> _AVAILABLE RECORDS_:
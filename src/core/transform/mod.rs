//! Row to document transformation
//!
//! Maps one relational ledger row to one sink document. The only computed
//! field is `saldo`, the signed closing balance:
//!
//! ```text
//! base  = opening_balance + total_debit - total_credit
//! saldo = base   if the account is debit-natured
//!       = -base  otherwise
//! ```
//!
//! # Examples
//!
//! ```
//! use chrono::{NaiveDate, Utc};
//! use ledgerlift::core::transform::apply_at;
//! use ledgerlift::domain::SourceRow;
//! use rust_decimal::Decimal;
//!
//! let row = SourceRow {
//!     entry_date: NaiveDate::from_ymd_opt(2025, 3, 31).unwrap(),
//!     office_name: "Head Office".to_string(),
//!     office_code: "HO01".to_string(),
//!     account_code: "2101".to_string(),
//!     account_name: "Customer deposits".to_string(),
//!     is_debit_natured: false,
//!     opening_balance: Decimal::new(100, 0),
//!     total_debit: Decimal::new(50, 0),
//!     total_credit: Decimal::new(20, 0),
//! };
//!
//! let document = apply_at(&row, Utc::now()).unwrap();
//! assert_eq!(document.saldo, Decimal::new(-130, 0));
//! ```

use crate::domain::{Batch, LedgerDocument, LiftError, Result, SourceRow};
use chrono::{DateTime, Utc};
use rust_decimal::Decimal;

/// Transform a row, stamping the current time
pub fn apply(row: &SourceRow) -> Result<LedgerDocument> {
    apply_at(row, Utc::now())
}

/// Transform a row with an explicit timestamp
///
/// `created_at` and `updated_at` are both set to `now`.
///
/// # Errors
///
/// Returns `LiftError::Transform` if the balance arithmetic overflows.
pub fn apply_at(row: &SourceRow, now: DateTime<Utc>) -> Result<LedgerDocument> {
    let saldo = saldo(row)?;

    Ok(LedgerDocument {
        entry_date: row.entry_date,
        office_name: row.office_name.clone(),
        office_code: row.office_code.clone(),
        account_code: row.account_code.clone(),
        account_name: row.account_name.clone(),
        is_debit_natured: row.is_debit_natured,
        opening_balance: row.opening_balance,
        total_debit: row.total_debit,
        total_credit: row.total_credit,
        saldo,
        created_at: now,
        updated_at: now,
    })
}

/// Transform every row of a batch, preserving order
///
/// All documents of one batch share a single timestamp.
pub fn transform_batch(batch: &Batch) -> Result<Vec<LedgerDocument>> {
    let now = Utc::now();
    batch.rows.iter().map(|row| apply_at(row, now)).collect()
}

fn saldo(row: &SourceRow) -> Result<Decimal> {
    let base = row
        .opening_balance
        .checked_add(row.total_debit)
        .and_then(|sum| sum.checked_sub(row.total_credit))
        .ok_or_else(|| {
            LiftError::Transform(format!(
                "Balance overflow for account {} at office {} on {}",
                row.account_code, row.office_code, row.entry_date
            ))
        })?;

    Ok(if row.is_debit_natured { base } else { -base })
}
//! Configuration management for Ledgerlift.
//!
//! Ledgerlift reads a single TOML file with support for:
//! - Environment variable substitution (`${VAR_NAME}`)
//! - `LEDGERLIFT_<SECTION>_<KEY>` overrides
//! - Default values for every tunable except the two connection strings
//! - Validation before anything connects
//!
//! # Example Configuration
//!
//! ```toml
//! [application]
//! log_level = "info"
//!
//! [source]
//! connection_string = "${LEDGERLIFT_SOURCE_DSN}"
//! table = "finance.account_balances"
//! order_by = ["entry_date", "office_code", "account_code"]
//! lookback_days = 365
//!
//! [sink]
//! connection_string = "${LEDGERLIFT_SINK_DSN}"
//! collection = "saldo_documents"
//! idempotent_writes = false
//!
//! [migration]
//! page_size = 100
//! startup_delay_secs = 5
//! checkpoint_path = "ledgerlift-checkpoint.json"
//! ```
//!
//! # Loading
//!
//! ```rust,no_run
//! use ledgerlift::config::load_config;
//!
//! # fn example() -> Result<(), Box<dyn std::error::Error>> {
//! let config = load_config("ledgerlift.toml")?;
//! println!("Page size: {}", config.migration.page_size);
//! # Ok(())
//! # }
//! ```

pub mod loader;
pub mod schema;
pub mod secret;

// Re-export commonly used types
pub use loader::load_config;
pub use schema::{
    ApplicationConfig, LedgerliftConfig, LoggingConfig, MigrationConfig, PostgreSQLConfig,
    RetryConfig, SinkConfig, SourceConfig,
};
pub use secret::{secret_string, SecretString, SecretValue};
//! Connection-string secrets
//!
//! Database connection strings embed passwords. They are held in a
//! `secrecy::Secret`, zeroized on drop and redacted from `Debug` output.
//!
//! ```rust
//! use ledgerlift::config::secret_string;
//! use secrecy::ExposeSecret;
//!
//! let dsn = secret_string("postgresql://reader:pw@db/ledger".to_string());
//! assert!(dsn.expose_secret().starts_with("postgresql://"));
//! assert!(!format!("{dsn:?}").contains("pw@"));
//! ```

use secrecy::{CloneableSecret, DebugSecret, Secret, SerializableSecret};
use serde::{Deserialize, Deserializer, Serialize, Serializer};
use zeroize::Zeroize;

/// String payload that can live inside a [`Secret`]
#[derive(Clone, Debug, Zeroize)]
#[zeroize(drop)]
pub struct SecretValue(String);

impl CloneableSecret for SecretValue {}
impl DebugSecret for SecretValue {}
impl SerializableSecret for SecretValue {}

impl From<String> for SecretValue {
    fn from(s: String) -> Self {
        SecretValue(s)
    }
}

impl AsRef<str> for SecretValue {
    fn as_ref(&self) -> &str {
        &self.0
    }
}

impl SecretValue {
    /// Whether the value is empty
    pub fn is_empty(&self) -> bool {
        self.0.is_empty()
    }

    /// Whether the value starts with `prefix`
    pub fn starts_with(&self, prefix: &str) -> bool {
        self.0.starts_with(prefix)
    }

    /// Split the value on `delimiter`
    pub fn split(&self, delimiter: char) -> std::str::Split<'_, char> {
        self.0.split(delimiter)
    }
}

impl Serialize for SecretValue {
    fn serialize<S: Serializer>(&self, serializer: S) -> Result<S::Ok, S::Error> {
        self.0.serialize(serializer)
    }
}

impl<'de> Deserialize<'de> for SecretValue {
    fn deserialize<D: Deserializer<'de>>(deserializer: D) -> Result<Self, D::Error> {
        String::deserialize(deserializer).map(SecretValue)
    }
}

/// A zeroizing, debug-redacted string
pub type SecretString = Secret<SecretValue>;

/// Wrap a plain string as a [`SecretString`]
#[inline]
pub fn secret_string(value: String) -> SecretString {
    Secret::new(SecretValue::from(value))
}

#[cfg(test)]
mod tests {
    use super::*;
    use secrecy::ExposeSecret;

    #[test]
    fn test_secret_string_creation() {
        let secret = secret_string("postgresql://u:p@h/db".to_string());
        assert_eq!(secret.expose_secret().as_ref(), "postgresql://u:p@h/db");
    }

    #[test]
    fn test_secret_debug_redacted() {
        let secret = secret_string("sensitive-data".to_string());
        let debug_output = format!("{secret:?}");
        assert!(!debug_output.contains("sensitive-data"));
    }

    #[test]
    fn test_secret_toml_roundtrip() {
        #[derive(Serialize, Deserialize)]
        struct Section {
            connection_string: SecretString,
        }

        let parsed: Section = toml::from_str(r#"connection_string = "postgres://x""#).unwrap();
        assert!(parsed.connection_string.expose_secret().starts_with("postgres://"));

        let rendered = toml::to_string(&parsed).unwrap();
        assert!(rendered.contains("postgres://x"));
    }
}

> _EXERCISE DETAILS_:
All entries given above are to be printed again exactly.

> _RESPONSE AREA_:
filename src/core/transform/mod.rs
//! Row to document transformation
//!
//! Maps one relational ledger row to one sink document. The only computed
//! field is `saldo`, the signed closing balance:
//!
//! ```text
//! base  = opening_balance + total_debit - total_credit
//! saldo = base   if the account is debit-natured
//!       = -base  otherwise
//! ```
//!
//! # Examples
//!
//! ```
//! use chrono::{NaiveDate, Utc};
//! use ledgerlift::core::transform::apply_at;
//! use ledgerlift::domain::SourceRow;
//! use rust_decimal::Decimal;
//!
//! let row = SourceRow {
//!     entry_date: NaiveDate::from_ymd_opt(2025, 3, 31).unwrap(),
//!     office_name: "Head Office".to_string(),
//!     office_code: "HO01".to_string(),
//!     account_code: "2101".to_string(),
//!     account_name: "Customer deposits".to_string(),
//!     is_debit_natured: false,
//!     opening_balance: Decimal::new(100, 0),
//!     total_debit: Decimal::new(50, 0),
//!     total_credit: Decimal::new(20, 0),
//! };
//!
//! let document = apply_at(&row, Utc::now()).unwrap();
//! assert_eq!(document.saldo, Decimal::new(-130, 0));
//! ```

use crate::domain::{Batch, LedgerDocument, LiftError, Result, SourceRow};
use chrono::{DateTime, Utc};
use rust_decimal::Decimal;

/// Transform a row, stamping the current time
pub fn apply(row: &SourceRow) -> Result<LedgerDocument> {
    apply_at(row, Utc::now())
}

/// Transform a row with an explicit timestamp
///
/// `created_at` and `updated_at` are both set to `now`.
///
/// # Errors
///
/// Returns `LiftError::Transform` if the balance arithmetic overflows.
pub fn apply_at(row: &SourceRow, now: DateTime<Utc>) -> Result<LedgerDocument> {
    let saldo = saldo(row)?;

    Ok(LedgerDocument {
        entry_date: row.entry_date,
        office_name: row.office_name.clone(),
        office_code: row.office_code.clone(),
        account_code: row.account_code.clone(),
        account_name: row.account_name.clone(),
        is_debit_natured: row.is_debit_natured,
        opening_balance: row.opening_balance,
        total_debit: row.total_debit,
        total_credit: row.total_credit,
        saldo,
        created_at: now,
        updated_at: now,
    })
}

/// Transform every row of a batch, preserving order
///
/// All documents of one batch share a single timestamp.
pub fn transform_batch(batch: &Batch) -> Result<Vec<LedgerDocument>> {
    let now = Utc::now();
    batch.rows.iter().map(|row| apply_at(row, now)).collect()
}

fn saldo(row: &SourceRow) -> Result<Decimal> {
    let base = row
        .opening_balance
        .checked_add(row.total_debit)
        .and_then(|sum| sum.checked_sub(row.total_credit))
        .ok_or_else(|| {
            LiftError::Transform(format!(
                "Balance overflow for account {} at office {} on {}",
                row.account_code, row.office_code, row.entry_date
            ))
        })?;

    Ok(if row.is_debit_natured { base } else { -base })
}
//! Configuration management for Ledgerlift.
//!
//! Ledgerlift reads a single TOML file with support for:
//! - Environment variable substitution (`${VAR_NAME}`)
//! - `LEDGERLIFT_<SECTION>_<KEY>` overrides
//! - Default values for every tunable except the two connection strings
//! - Validation before anything connects
//!
//! # Example Configuration
//!
//! ```toml
//! [application]
//! log_level = "info"
//!
//! [source]
//! connection_string = "${LEDGERLIFT_SOURCE_DSN}"
//! table = "finance.account_balances"
//! order_by = ["entry_date", "office_code", "account_code"]
//! lookback_days = 365
//!
//! [sink]
//! connection_string = "${LEDGERLIFT_SINK_DSN}"
//! collection = "saldo_documents"
//! idempotent_writes = false
//!
//! [migration]
//! page_size = 100
//! startup_delay_secs = 5
//! checkpoint_path = "ledgerlift-checkpoint.json"
//! ```
//!
//! # Loading
//!
//! ```rust,no_run
//! use ledgerlift::config::load_config;
//!
//! # fn example() -> Result<(), Box<dyn std::error::Error>> {
//! let config = load_config("ledgerlift.toml")?;
//! println!("Page size: {}", config.migration.page_size);
//! # Ok(())
//! # }
//! ```

pub mod loader;
pub mod schema;
pub mod secret;

// Re-export commonly used types
pub use loader::load_config;
pub use schema::{
    ApplicationConfig, LedgerliftConfig, LoggingConfig, MigrationConfig, PostgreSQLConfig,
    RetryConfig, SinkConfig, SourceConfig,
};
pub use secret::{secret_string, SecretString, SecretValue};
//! Connection-string secrets
//!
//! Database connection strings embed passwords. They are held in a
//! `secrecy::Secret`, zeroized on drop and redacted from `Debug` output.
//!
//! ```rust
//! use ledgerlift::config::secret_string;
//! use secrecy::ExposeSecret;
//!
//! let dsn = secret_string("postgresql://reader:pw@db/ledger".to_string());
//! assert!(dsn.expose_secret().starts_with("postgresql://"));
//! assert!(!format!("{dsn:?}").contains("pw@"));
//! ```

use secrecy::{CloneableSecret, DebugSecret, Secret, SerializableSecret};
use serde::{Deserialize, Deserializer, Serialize, Serializer};
use zeroize::Zeroize;

/// String payload that can live inside a [`Secret`]
#[derive(Clone, Debug, Zeroize)]
#[zeroize(drop)]
pub struct SecretValue(String);

impl CloneableSecret for SecretValue {}
impl DebugSecret for SecretValue {}
impl SerializableSecret for SecretValue {}

impl From<String> for SecretValue {
    fn from(s: String) -> Self {
        SecretValue(s)
    }
}

impl AsRef<str> for SecretValue {
    fn as_ref(&self) -> &str {
        &self.0
    }
}

impl SecretValue {
    /// Whether the value is empty
    pub fn is_empty(&self) -> bool {
        self.0.is_empty()
    }

    /// Whether the value starts with `prefix`
    pub fn starts_with(&self, prefix: &str) -> bool {
        self.0.starts_with(prefix)
    }

    /// Split the value on `delimiter`
    pub fn split(&self, delimiter: char) -> std::str::Split<'_, char> {
        self.0.split(delimiter)
    }
}

impl Serialize for SecretValue {
    fn serialize<S: Serializer>(&self, serializer: S) -> Result<S::Ok, S::Error> {
        self.0.serialize(serializer)
    }
}

impl<'de> Deserialize<'de> for SecretValue {
    fn deserialize<D: Deserializer<'de>>(deserializer: D) -> Result<Self, D::Error> {
        String::deserialize(deserializer).map(SecretValue)
    }
}

/// A zeroizing, debug-redacted string
pub type SecretString = Secret<SecretValue>;

/// Wrap a plain string as a [`SecretString`]
#[inline]
pub fn secret_string(value: String) -> SecretString {
    Secret::new(SecretValue::from(value))
}

#[cfg(test)]
mod tests {
    use super::*;
    use secrecy::ExposeSecret;

    #[test]
    fn test_secret_string_creation() {
        let secret = secret_string("postgresql://u:p@h/db".to_string());
        assert_eq!(secret.expose_secret().as_ref(), "postgresql://u:p@h/db");
    }

    #[test]
    fn test_secret_debug_redacted() {
        let secret = secret_string("sensitive-data".to_string());
        let debug_output = format!("{secret:?}");
        assert!(!debug_output.contains("sensitive-data"));
    }

    #[test]
    fn test_secret_toml_roundtrip() {
        #[derive(Serialize, Deserialize)]
        struct Section {
            connection_string: SecretString,
        }

        let parsed: Section = toml::from_str(r#"connection_string = "postgres://x""#).unwrap();
        assert!(parsed.connection_string.expose_secret().starts_with("postgres://"));

        let rendered = toml::to_string(&parsed).unwrap();
        assert!(rendered.contains("postgres://x"));
    }
}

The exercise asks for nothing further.